A few years ago, the author joined a new company as a game copywriter. It is said that it is copywriting, but in fact, most of what is currently done is the work of execution.
The company's project is about to be launched, I just went in, I was cramming, there were too many things to get started, almost every morning at half past seven o'clock, half past ten in the evening to go home, back home at eleven o'clock, take a shower and sleep, get up and start the cycle again.
With such a work cycle, I can hardly find time to write, so I can only squeeze out the free time for naps and dinner, and write some on my mobile phone in the stairwell.
Before that, I didn't expect to live such a life after I was old. Sometimes those who walk on the road will regret it, if they worked harder before, would they be able to live a life by writing?
Of course, that's just fantasy.
"The Supreme Miracle" has been written until now, it is still tepid, and the grades are even gradually declining, of course, this is also related to the update, after all, a small author of online articles like us is still the king of updates, and the rest are empty words.
But I haven't been able to make updates king, and I don't seem to be able to make them so exciting that even if there are few updates, people can watch them with relish.
Whether it is forced by life, lack of perseverance, or limited talent, it is ultimately your own problem, and it is difficult to be an outsider.
I used to be a quiet person, and I felt like I could do a lot of things I wanted to do by myself. But people may really change when they reach a certain age, and these days suddenly hate loneliness, especially after the New Year, they are full of emotion, and they miss the days when they had a family.
Standing at thirty, the author has reached an embarrassing age, and his body is gradually overwhelmed, and recently he has been thinking about whether he should continue to live such a life?
At midnight, I walked in the most developed city in the country, the most central science and technology park, looking at the neon lights of high-rise buildings, but I did not have the slightest sense of belonging. I was thinking about why I had lived my life like this, and I felt a lot.
Sometimes I even wonder if I should go back to my hometown and open a small shop, so that I can spend more time writing and accompanying the elderly people at home, learning programming and game engines, and making my favorite games.
Rural towns, maybe you can feel a different life.
But the reality is full of contradictions, and not every imagination can be realized, just like the life that I once imagined traveled all over the world.

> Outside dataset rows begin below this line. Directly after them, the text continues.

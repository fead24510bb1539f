//! Shared constants used across viztly crates.

/// Suggested file name for saved outlines.
pub const DEFAULT_FILE_NAME: &str = "viztly.txt";

/// Title given to the implicit root item.
pub const ROOT_TITLE: &str = "Root";

/// Spaces per nesting level in the outline text format.
pub const INDENT_WIDTH: usize = 2;

/// Trailing token marking an item rendered as a board.
pub const BOARD_TOKEN: &str = "/board";
/// Trailing token marking a collapsed item.
pub const CLOSED_TOKEN: &str = "/closed";

/// Default number of undoable changes kept in history.
pub const DEFAULT_HISTORY_LIMIT: usize = 500;

/// Storage key for the autosaved outline snapshot.
pub const ITEMS_STORAGE_KEY: &str = "items";
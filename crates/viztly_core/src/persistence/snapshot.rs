//! Keyed JSON snapshots of a whole outline.
//!
//! The stored form nests children inside their parent and leaves parent
//! links out; they are rebuilt top-down when a snapshot is restored.

use crate::error::OutlineError;
use crate::tree::{ItemId, Outline, View};
use serde::{Deserialize, Serialize};
use std::fs;
use std::io::ErrorKind;
use std::path::{Path, PathBuf};

/// Serializable copy of an item and everything below it.
#[derive(Debug, Clone, PartialEq, Eq, Serialize, Deserialize)]
#[serde(rename_all = "camelCase")]
pub struct ItemSnapshot {
    pub title: String,
    #[serde(default)]
    pub view: View,
    #[serde(default)]
    pub is_open: bool,
    #[serde(default)]
    pub children: Vec<ItemSnapshot>,
}

impl Outline {
    /// Capture the reachable tree, root included.
    pub fn to_snapshot(&self) -> ItemSnapshot {
        self.snapshot_of(self.root())
    }

    fn snapshot_of(&self, id: ItemId) -> ItemSnapshot {
        let item = &self[id];
        ItemSnapshot {
            title: item.title.clone(),
            view: item.view,
            is_open: item.is_open,
            children: item
                .children()
                .iter()
                .map(|child| self.snapshot_of(*child))
                .collect(),
        }
    }

    /// Rebuild an outline, assigning each child's parent on the way down.
    pub fn from_snapshot(snapshot: &ItemSnapshot) -> Result<Self, OutlineError> {
        let mut outline = Outline::with_root_title(snapshot.title.clone());
        let root = outline.root();
        outline[root].view = snapshot.view;
        outline[root].is_open = snapshot.is_open;

        let mut stack: Vec<(ItemId, &ItemSnapshot)> = vec![(root, snapshot)];
        while let Some((parent, node)) = stack.pop() {
            for child in &node.children {
                let id = outline.create_item(child.title.clone());
                outline[id].view = child.view;
                outline[id].is_open = child.is_open;
                outline.insert_as_last_child(parent, id)?;
                stack.push((id, child));
            }
        }
        Ok(outline)
    }
}

fn valid_key(key: &str) -> bool {
    !key.is_empty()
        && key
            .chars()
            .all(|ch| ch.is_ascii_alphanumeric() || ch == '-' || ch == '_')
}

/// Directory-backed map from a key to one outline snapshot.
#[derive(Debug, Clone)]
pub struct SnapshotStore {
    dir: PathBuf,
}

impl SnapshotStore {
    pub fn new(dir: impl Into<PathBuf>) -> Self {
        Self { dir: dir.into() }
    }

    pub fn dir(&self) -> &Path {
        &self.dir
    }

    fn path_for(&self, key: &str) -> Result<PathBuf, OutlineError> {
        if !valid_key(key) {
            return Err(OutlineError::Unsupported(format!(
                "storage key '{key}' must be non-empty ASCII letters, digits, '-' or '_'"
            )));
        }
        Ok(self.dir.join(format!("{key}.json")))
    }

    /// Write `outline` under `key`, replacing any earlier snapshot.
    ///
    /// The file is written next to its target and renamed into place.
    pub fn save(&self, key: &str, outline: &Outline) -> Result<(), OutlineError> {
        let path = self.path_for(key)?;
        fs::create_dir_all(&self.dir)?;
        let bytes = serde_json::to_vec(&outline.to_snapshot())?;
        let staging = path.with_extension("json.tmp");
        fs::write(&staging, bytes)?;
        fs::rename(&staging, &path)?;
        tracing::info!(key, path = %path.display(), "saved outline snapshot");
        Ok(())
    }

    /// Read the snapshot stored under `key`.
    ///
    /// # Returns
    /// `Ok(None)` when nothing was saved under the key.
    pub fn load(&self, key: &str) -> Result<Option<Outline>, OutlineError> {
        let path = self.path_for(key)?;
        let bytes = match fs::read(&path) {
            Ok(bytes) => bytes,
            Err(err) if err.kind() == ErrorKind::NotFound => return Ok(None),
            Err(err) => return Err(err.into()),
        };
        let snapshot: ItemSnapshot = serde_json::from_slice(&bytes)?;
        let outline = Outline::from_snapshot(&snapshot)?;
        tracing::info!(key, items = outline.live_count() - 1, "loaded outline snapshot");
        Ok(Some(outline))
    }

    /// Delete the snapshot under `key`.
    ///
    /// # Returns
    /// `true` when a snapshot existed.
    pub fn remove(&self, key: &str) -> Result<bool, OutlineError> {
        let path = self.path_for(key)?;
        match fs::remove_file(&path) {
            Ok(()) => Ok(true),
            Err(err) if err.kind() == ErrorKind::NotFound => Ok(false),
            Err(err) => Err(err.into()),
        }
    }
}
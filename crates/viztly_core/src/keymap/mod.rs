//! Mode-aware key binding tables.
//!
//! Each mode owns an ordered list of bindings. A binding matches an event
//! when the key code and all four modifier flags are equal. Tables are
//! checked for duplicate chords when a [`Keymap`] is built, so resolution
//! never has to pick between two bindings.

mod action;
pub mod chord;
mod defaults;

pub use action::{Action, Placement};
pub use chord::{parse_chord, parse_script};

use crate::error::OutlineError;
use std::fmt;

/// Editing mode of the dispatcher.
#[derive(Debug, Clone, Copy, Default, PartialEq, Eq, Hash)]
pub enum Mode {
    #[default]
    Normal,
    Insert,
}

impl Mode {
    pub fn as_str(&self) -> &'static str {
        match self {
            Mode::Normal => "NORMAL",
            Mode::Insert => "INSERT",
        }
    }
}

/// Modifier flags held during a key press.
#[derive(Debug, Clone, Copy, Default, PartialEq, Eq, Hash)]
pub struct Modifiers {
    pub meta: bool,
    pub alt: bool,
    pub ctrl: bool,
    pub shift: bool,
}

impl Modifiers {
    pub const NONE: Self = Self {
        meta: false,
        alt: false,
        ctrl: false,
        shift: false,
    };
    pub const META: Self = Self {
        meta: true,
        ..Self::NONE
    };
    pub const ALT: Self = Self {
        alt: true,
        ..Self::NONE
    };
    pub const CTRL: Self = Self {
        ctrl: true,
        ..Self::NONE
    };
    pub const SHIFT: Self = Self {
        shift: true,
        ..Self::NONE
    };

    /// True when a held modifier turns a printable key into a command.
    pub fn is_command(&self) -> bool {
        self.meta || self.ctrl
    }
}

impl fmt::Display for Modifiers {
    fn fmt(&self, f: &mut fmt::Formatter<'_>) -> fmt::Result {
        for (held, name) in [
            (self.meta, "Meta+"),
            (self.ctrl, "Ctrl+"),
            (self.alt, "Alt+"),
            (self.shift, "Shift+"),
        ] {
            if held {
                f.write_str(name)?;
            }
        }
        Ok(())
    }
}

/// Physical key, independent of the text it produces.
#[derive(Debug, Clone, Copy, PartialEq, Eq, Hash)]
pub enum KeyCode {
    /// A letter key, stored lowercase.
    Letter(char),
    Digit(u8),
    /// Any other printable key, by its unshifted char.
    Symbol(char),
    Space,
    Enter,
    Escape,
    Backspace,
    Delete,
    Tab,
    Left,
    Right,
    Up,
    Down,
    Home,
    End,
}

impl fmt::Display for KeyCode {
    fn fmt(&self, f: &mut fmt::Formatter<'_>) -> fmt::Result {
        match self {
            KeyCode::Letter(ch) => write!(f, "{ch}"),
            KeyCode::Digit(digit) => write!(f, "{digit}"),
            KeyCode::Symbol(ch) => write!(f, "{ch}"),
            KeyCode::Space => f.write_str("Space"),
            KeyCode::Enter => f.write_str("Enter"),
            KeyCode::Escape => f.write_str("Esc"),
            KeyCode::Backspace => f.write_str("Backspace"),
            KeyCode::Delete => f.write_str("Delete"),
            KeyCode::Tab => f.write_str("Tab"),
            KeyCode::Left => f.write_str("Left"),
            KeyCode::Right => f.write_str("Right"),
            KeyCode::Up => f.write_str("Up"),
            KeyCode::Down => f.write_str("Down"),
            KeyCode::Home => f.write_str("Home"),
            KeyCode::End => f.write_str("End"),
        }
    }
}

/// A decoded key press.
#[derive(Debug, Clone, Copy, PartialEq, Eq)]
pub struct KeyEvent {
    pub code: KeyCode,
    pub modifiers: Modifiers,
    /// Text produced by the press, if any.
    pub text: Option<char>,
}

impl KeyEvent {
    /// A press with no text payload.
    pub fn new(code: KeyCode, modifiers: Modifiers) -> Self {
        let text = match (code, modifiers.shift) {
            (KeyCode::Letter(ch), false) => Some(ch),
            (KeyCode::Letter(ch), true) => Some(ch.to_ascii_uppercase()),
            (KeyCode::Space, _) => Some(' '),
            _ => None,
        };
        Self {
            code,
            modifiers,
            text,
        }
    }

    /// The press that types `ch` on a plain keyboard.
    pub fn typed(ch: char) -> Self {
        let (code, shift) = if ch.is_ascii_alphabetic() {
            (KeyCode::Letter(ch.to_ascii_lowercase()), ch.is_ascii_uppercase())
        } else if let Some(digit) = ch.to_digit(10) {
            (KeyCode::Digit(digit as u8), false)
        } else if ch == ' ' {
            (KeyCode::Space, false)
        } else {
            (KeyCode::Symbol(ch), false)
        };
        Self {
            code,
            modifiers: Modifiers {
                shift,
                ..Modifiers::NONE
            },
            text: Some(ch),
        }
    }

    /// The char to insert when the event is unbound in insert mode.
    pub fn printable(&self) -> Option<char> {
        if self.modifiers.is_command() {
            return None;
        }
        self.text.filter(|ch| !ch.is_control())
    }

    pub fn chord(&self) -> String {
        format!("{}{}", self.modifiers, self.code)
    }
}

/// One entry of a binding table.
#[derive(Debug, Clone, Copy, PartialEq, Eq)]
pub struct Binding {
    pub code: KeyCode,
    pub modifiers: Modifiers,
    pub action: Action,
}

impl Binding {
    pub const fn new(code: KeyCode, modifiers: Modifiers, action: Action) -> Self {
        Self {
            code,
            modifiers,
            action,
        }
    }

    pub fn matches(&self, event: &KeyEvent) -> bool {
        self.code == event.code && self.modifiers == event.modifiers
    }

    pub fn chord(&self) -> String {
        format!("{}{}", self.modifiers, self.code)
    }
}

/// Ordered binding tables for both modes.
#[derive(Debug, Clone)]
pub struct Keymap {
    normal: Vec<Binding>,
    insert: Vec<Binding>,
}

impl Default for Keymap {
    fn default() -> Self {
        Self::standard()
    }
}

impl Keymap {
    /// Build a keymap, rejecting tables where two bindings share a chord.
    ///
    /// # Errors
    /// Returns [`OutlineError::AmbiguousBinding`] naming the first duplicate.
    pub fn new(normal: Vec<Binding>, insert: Vec<Binding>) -> Result<Self, OutlineError> {
        validate(Mode::Normal, &normal)?;
        validate(Mode::Insert, &insert)?;
        Ok(Self { normal, insert })
    }

    /// The built-in bindings.
    pub fn standard() -> Self {
        Self {
            normal: defaults::normal_bindings(),
            insert: defaults::insert_bindings(),
        }
    }

    pub fn bindings(&self, mode: Mode) -> &[Binding] {
        match mode {
            Mode::Normal => &self.normal,
            Mode::Insert => &self.insert,
        }
    }

    /// Find the action bound to `event` in `mode`.
    ///
    /// # Errors
    /// Returns [`OutlineError::AmbiguousBinding`] if more than one binding
    /// matches.
    pub fn resolve(&self, mode: Mode, event: &KeyEvent) -> Result<Option<Action>, OutlineError> {
        let mut matching = self
            .bindings(mode)
            .iter()
            .filter(|binding| binding.matches(event));
        let Some(first) = matching.next() else {
            return Ok(None);
        };
        if matching.next().is_some() {
            return Err(OutlineError::AmbiguousBinding {
                mode,
                chord: event.chord(),
            });
        }
        Ok(Some(first.action))
    }
}

fn validate(mode: Mode, bindings: &[Binding]) -> Result<(), OutlineError> {
    for (index, binding) in bindings.iter().enumerate() {
        let duplicate = bindings[..index]
            .iter()
            .any(|earlier| earlier.code == binding.code && earlier.modifiers == binding.modifiers);
        if duplicate {
            return Err(OutlineError::AmbiguousBinding {
                mode,
                chord: binding.chord(),
            });
        }
    }
    Ok(())
}
//! Arena-backed outline tree.
//!
//! Items live in slots owned by [`Outline`] and refer to each other through
//! [`ItemId`] handles. A child stores its parent as a plain handle, so there
//! are no ownership cycles: detaching an item only unlinks it, and the slot
//! stays alive until [`Outline::release`] drops it.

mod traversal;

#[cfg(test)]
mod tests;

use crate::constants::ROOT_TITLE;
use crate::error::OutlineError;
use serde::{Deserialize, Serialize};
use std::fmt;
use std::ops::{Index, IndexMut};

/// Stable handle to an item slot in an [`Outline`].
#[derive(Debug, Clone, Copy, PartialEq, Eq, Hash, PartialOrd, Ord)]
pub struct ItemId(usize);

impl ItemId {
    /// Slot index backing this handle.
    pub fn index(self) -> usize {
        self.0
    }
}

impl fmt::Display for ItemId {
    fn fmt(&self, f: &mut fmt::Formatter<'_>) -> fmt::Result {
        write!(f, "#{}", self.0)
    }
}

/// Layout mode of an item's children.
#[derive(Debug, Clone, Copy, Default, PartialEq, Eq, Hash, Serialize, Deserialize)]
#[serde(rename_all = "lowercase")]
pub enum View {
    #[default]
    Tree,
    Board,
}

impl View {
    pub fn toggled(self) -> Self {
        match self {
            View::Tree => View::Board,
            View::Board => View::Tree,
        }
    }
}

/// A node of the outline.
#[derive(Debug, Clone, PartialEq, Eq)]
pub struct Item {
    pub title: String,
    /// Whether children are expanded for navigation and rendering.
    pub is_open: bool,
    pub view: View,
    children: Vec<ItemId>,
    parent: Option<ItemId>,
}

impl Item {
    fn new(title: String) -> Self {
        Self {
            title,
            is_open: false,
            view: View::Tree,
            children: Vec::new(),
            parent: None,
        }
    }

    /// Ordered child handles (sibling order).
    pub fn children(&self) -> &[ItemId] {
        &self.children
    }

    pub fn parent(&self) -> Option<ItemId> {
        self.parent
    }

    pub fn has_children(&self) -> bool {
        !self.children.is_empty()
    }

    /// True when the item is open and there is something to expand into.
    pub fn shows_children(&self) -> bool {
        self.is_open && !self.children.is_empty()
    }
}

/// The document: an arena of items plus the handle of the root.
#[derive(Debug, Clone)]
pub struct Outline {
    slots: Vec<Option<Item>>,
    root: ItemId,
}

impl Default for Outline {
    fn default() -> Self {
        Self::new()
    }
}

impl Index<ItemId> for Outline {
    type Output = Item;

    fn index(&self, id: ItemId) -> &Item {
        match self.get(id) {
            Some(item) => item,
            None => panic!("no live item for handle {id}"),
        }
    }
}

impl IndexMut<ItemId> for Outline {
    fn index_mut(&mut self, id: ItemId) -> &mut Item {
        match self.slots.get_mut(id.0).and_then(Option::as_mut) {
            Some(item) => item,
            None => panic!("no live item for handle {id}"),
        }
    }
}

impl Outline {
    /// Create an outline holding only the root item.
    pub fn new() -> Self {
        Self::with_root_title(ROOT_TITLE)
    }

    pub fn with_root_title(title: impl Into<String>) -> Self {
        Self {
            slots: vec![Some(Item::new(title.into()))],
            root: ItemId(0),
        }
    }

    pub fn root(&self) -> ItemId {
        self.root
    }

    pub fn is_root(&self, id: ItemId) -> bool {
        id == self.root
    }

    pub fn get(&self, id: ItemId) -> Option<&Item> {
        self.slots.get(id.0).and_then(Option::as_ref)
    }

    /// True while the slot has not been released.
    pub fn contains(&self, id: ItemId) -> bool {
        self.get(id).is_some()
    }

    /// Number of live slots, attached or not, including the root.
    pub fn live_count(&self) -> usize {
        self.slots.iter().filter(|slot| slot.is_some()).count()
    }

    /// True when following parent links from `id` ends at the root.
    pub fn is_reachable(&self, id: ItemId) -> bool {
        let mut current = Some(id);
        while let Some(node) = current {
            if node == self.root {
                return true;
            }
            current = self.get(node).and_then(Item::parent);
        }
        false
    }

    fn live(&self, id: ItemId) -> Result<&Item, OutlineError> {
        self.get(id)
            .ok_or_else(|| OutlineError::invariant(format!("unknown item handle {id}")))
    }

    /// Allocate a detached item with no children.
    pub fn create_item(&mut self, title: impl Into<String>) -> ItemId {
        let id = ItemId(self.slots.len());
        self.slots.push(Some(Item::new(title.into())));
        id
    }

    /// Allocate an item and append it below the root.
    pub fn append_top_level(&mut self, title: impl Into<String>) -> ItemId {
        let id = self.create_item(title);
        let root = self.root;
        let end = self[root].children.len();
        self.splice(root, id, end);
        self[root].is_open = true;
        id
    }

    /// Allocate an item adopting `children` in the given order.
    ///
    /// The item starts open exactly when it has children. Children already
    /// attached elsewhere are detached first.
    pub fn create_item_with_children(
        &mut self,
        title: impl Into<String>,
        children: Vec<ItemId>,
    ) -> Result<ItemId, OutlineError> {
        for child in &children {
            self.live(*child)?;
            if self.is_root(*child) {
                return Err(OutlineError::invariant("the root cannot become a child"));
            }
        }
        let id = self.create_item(title);
        for child in children {
            self.insert_as_last_child(id, child)?;
        }
        let item = &mut self[id];
        item.is_open = item.has_children();
        Ok(id)
    }

    /// Ordered siblings of `id`, including `id` itself.
    ///
    /// # Errors
    /// Returns [`OutlineError::InvariantViolation`] for the root or a
    /// detached item, which have no sibling context.
    pub fn siblings_of(&self, id: ItemId) -> Result<&[ItemId], OutlineError> {
        let parent = self.live(id)?.parent.ok_or_else(|| {
            OutlineError::invariant(format!(
                "attempt to get context of '{}' which has no parent",
                self[id].title
            ))
        })?;
        Ok(self[parent].children())
    }

    /// Position of `id` among its siblings.
    pub fn index_in_parent(&self, id: ItemId) -> Option<usize> {
        let parent = self.get(id)?.parent?;
        self[parent].children.iter().position(|child| *child == id)
    }

    /// Detach `id` from its parent.
    ///
    /// A parent left without children is closed.
    ///
    /// # Returns
    /// The index the item occupied, or `None` when it was already detached.
    ///
    /// # Errors
    /// Returns [`OutlineError::InvariantViolation`] for the root or an
    /// unknown handle.
    pub fn remove(&mut self, id: ItemId) -> Result<Option<usize>, OutlineError> {
        self.live(id)?;
        if self.is_root(id) {
            return Err(OutlineError::invariant("the root item cannot be removed"));
        }
        Ok(self.detach(id))
    }

    fn detach(&mut self, id: ItemId) -> Option<usize> {
        let parent = self[id].parent.take()?;
        let siblings = &mut self[parent].children;
        let index = siblings.iter().position(|child| *child == id)?;
        siblings.remove(index);
        if siblings.is_empty() {
            self[parent].is_open = false;
        }
        Some(index)
    }

    /// Check that `item` may be placed under `parent` without a cycle.
    fn guard_insert(&self, parent: ItemId, item: ItemId) -> Result<(), OutlineError> {
        self.live(parent)?;
        self.live(item)?;
        if self.is_root(item) {
            return Err(OutlineError::invariant("the root item cannot be re-parented"));
        }
        if self.is_ancestor_or_self(item, parent) {
            return Err(OutlineError::invariant(format!(
                "inserting {item} under {parent} would make it its own ancestor"
            )));
        }
        Ok(())
    }

    fn splice(&mut self, parent: ItemId, item: ItemId, index: usize) {
        let siblings = &mut self[parent].children;
        let index = index.min(siblings.len());
        siblings.insert(index, item);
        self[item].parent = Some(parent);
    }

    pub fn insert_as_last_child(&mut self, parent: ItemId, item: ItemId) -> Result<(), OutlineError> {
        self.guard_insert(parent, item)?;
        if self[parent].children.last() == Some(&item) {
            return Ok(());
        }
        self.detach(item);
        let end = self[parent].children.len();
        self.splice(parent, item, end);
        Ok(())
    }

    /// Prepend `item`; the parent opens when this is its only child.
    pub fn insert_as_first_child(&mut self, parent: ItemId, item: ItemId) -> Result<(), OutlineError> {
        self.guard_insert(parent, item)?;
        if self[parent].children.first() == Some(&item) {
            return Ok(());
        }
        self.detach(item);
        self.splice(parent, item, 0);
        if self[parent].children.len() == 1 {
            self[parent].is_open = true;
        }
        Ok(())
    }

    pub fn insert_before(&mut self, anchor: ItemId, item: ItemId) -> Result<(), OutlineError> {
        self.insert_next_to(anchor, item, 0)
    }

    pub fn insert_after(&mut self, anchor: ItemId, item: ItemId) -> Result<(), OutlineError> {
        self.insert_next_to(anchor, item, 1)
    }

    fn insert_next_to(&mut self, anchor: ItemId, item: ItemId, offset: usize) -> Result<(), OutlineError> {
        self.siblings_of(anchor)?;
        let Some(parent) = self[anchor].parent else {
            return Err(OutlineError::invariant("anchor has no parent"));
        };
        if anchor == item {
            return Ok(());
        }
        self.guard_insert(parent, item)?;
        self.detach(item);
        let index = self
            .index_in_parent(anchor)
            .ok_or_else(|| OutlineError::invariant(format!("{anchor} missing from its parent")))?;
        self.splice(parent, item, index + offset);
        Ok(())
    }

    /// Splice `item` into `parent` at `index` and open the parent.
    ///
    /// The index is clamped to the child count. Used by history replay to
    /// restore exact positions.
    pub fn add_at(&mut self, parent: ItemId, item: ItemId, index: usize) -> Result<(), OutlineError> {
        self.guard_insert(parent, item)?;
        self.detach(item);
        self.splice(parent, item, index);
        self[parent].is_open = true;
        Ok(())
    }

    /// Count descendants visible through open chains.
    ///
    /// Closed items are counted but not descended into.
    pub fn count_open_descendants(&self, id: ItemId) -> usize {
        let mut count = 0;
        let mut stack: Vec<ItemId> = self[id].children.clone();
        while let Some(next) = stack.pop() {
            let item = &self[next];
            if item.is_open {
                stack.extend(item.children.iter().copied());
            }
            count += 1;
        }
        count
    }

    /// True when `candidate` is `of` or one of its ancestors.
    pub fn is_ancestor_or_self(&self, candidate: ItemId, of: ItemId) -> bool {
        let mut current = Some(of);
        while let Some(node) = current {
            if node == candidate {
                return true;
            }
            current = self.get(node).and_then(Item::parent);
        }
        false
    }

    /// Depth below the root; top-level items are at depth 0.
    pub fn depth(&self, id: ItemId) -> usize {
        let mut depth = 0;
        let mut current = self.get(id).and_then(Item::parent);
        while let Some(node) = current {
            if node == self.root {
                break;
            }
            depth += 1;
            current = self.get(node).and_then(Item::parent);
        }
        depth
    }

    /// `id` and all of its descendants in pre-order, with depth relative to `id`.
    pub fn subtree(&self, id: ItemId) -> Vec<(ItemId, usize)> {
        let mut out = Vec::new();
        let mut stack = vec![(id, 0)];
        while let Some((next, depth)) = stack.pop() {
            out.push((next, depth));
            for child in self[next].children.iter().rev() {
                stack.push((*child, depth + 1));
            }
        }
        out
    }

    /// Drop the slots of a detached item and its descendants.
    ///
    /// # Errors
    /// Returns [`OutlineError::InvariantViolation`] when the item is still
    /// attached or is the root.
    pub fn release(&mut self, id: ItemId) -> Result<usize, OutlineError> {
        let item = self.live(id)?;
        if self.is_root(id) || item.parent.is_some() {
            return Err(OutlineError::invariant(format!(
                "cannot release attached item {id}"
            )));
        }
        let doomed: Vec<ItemId> = self.subtree(id).into_iter().map(|(node, _)| node).collect();
        for node in &doomed {
            self.slots[node.0] = None;
        }
        Ok(doomed.len())
    }
}
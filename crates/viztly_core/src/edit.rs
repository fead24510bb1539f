//! In-flight title edits.

use crate::history::Change;
use crate::tree::{ItemId, Outline};

/// How the edited item came to be edited.
#[derive(Clone, Copy, Debug, PartialEq, Eq)]
pub enum EditOrigin {
    /// The item was created for this edit; its Add change already covers it.
    FreshlyCreated,
    /// An existing title is being changed.
    ExistingEdit,
}

/// An insert-mode session over one item's title.
#[derive(Clone, Debug, PartialEq, Eq)]
pub struct EditSession {
    item: ItemId,
    original_title: String,
    origin: EditOrigin,
}

impl EditSession {
    pub fn begin(outline: &Outline, item: ItemId, origin: EditOrigin) -> Self {
        Self {
            item,
            original_title: outline[item].title.clone(),
            origin,
        }
    }

    pub fn item(&self) -> ItemId {
        self.item
    }

    pub fn origin(&self) -> EditOrigin {
        self.origin
    }

    pub fn original_title(&self) -> &str {
        &self.original_title
    }

    /// Close the session.
    ///
    /// # Returns
    /// A rename to record, or `None` for fresh items and unchanged titles.
    pub fn finish(self, outline: &Outline) -> Option<Change> {
        if self.origin == EditOrigin::FreshlyCreated {
            return None;
        }
        let current = outline.get(self.item)?.title.clone();
        if current == self.original_title {
            return None;
        }
        Some(Change::Rename {
            item: self.item,
            old_name: self.original_title,
            new_name: current,
        })
    }
}

#[cfg(test)]
mod tests {
    use super::*;

    #[test]
    fn existing_edit_yields_rename_only_when_changed() {
        let mut outline = Outline::new();
        let item = outline.create_item("before");

        let unchanged = EditSession::begin(&outline, item, EditOrigin::ExistingEdit);
        assert_eq!(unchanged.finish(&outline), None);

        let session = EditSession::begin(&outline, item, EditOrigin::ExistingEdit);
        outline[item].title = "after".to_string();
        assert_eq!(
            session.finish(&outline),
            Some(Change::Rename {
                item,
                old_name: "before".to_string(),
                new_name: "after".to_string(),
            })
        );
    }

    #[test]
    fn fresh_items_never_record_a_rename() {
        let mut outline = Outline::new();
        let item = outline.create_item("");
        let session = EditSession::begin(&outline, item, EditOrigin::FreshlyCreated);
        outline[item].title = "typed".to_string();
        assert_eq!(session.origin(), EditOrigin::FreshlyCreated);
        assert_eq!(session.finish(&outline), None);
    }
}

The author is still conflicting and struggling, and has not yet figured out what to do next in his life, and he probably has to sink into busyness during this time.
The update will try to take the time to write.,How much can I write.,The amount of updates is really bleak.,I'm really grateful to the book friends who like this book so much.,So you can still catch up.。
The author really wants to finish writing the fantasy world that he has been thinking about for the past ten years without regrets.
Sincerely, thank you.
(End of chapter)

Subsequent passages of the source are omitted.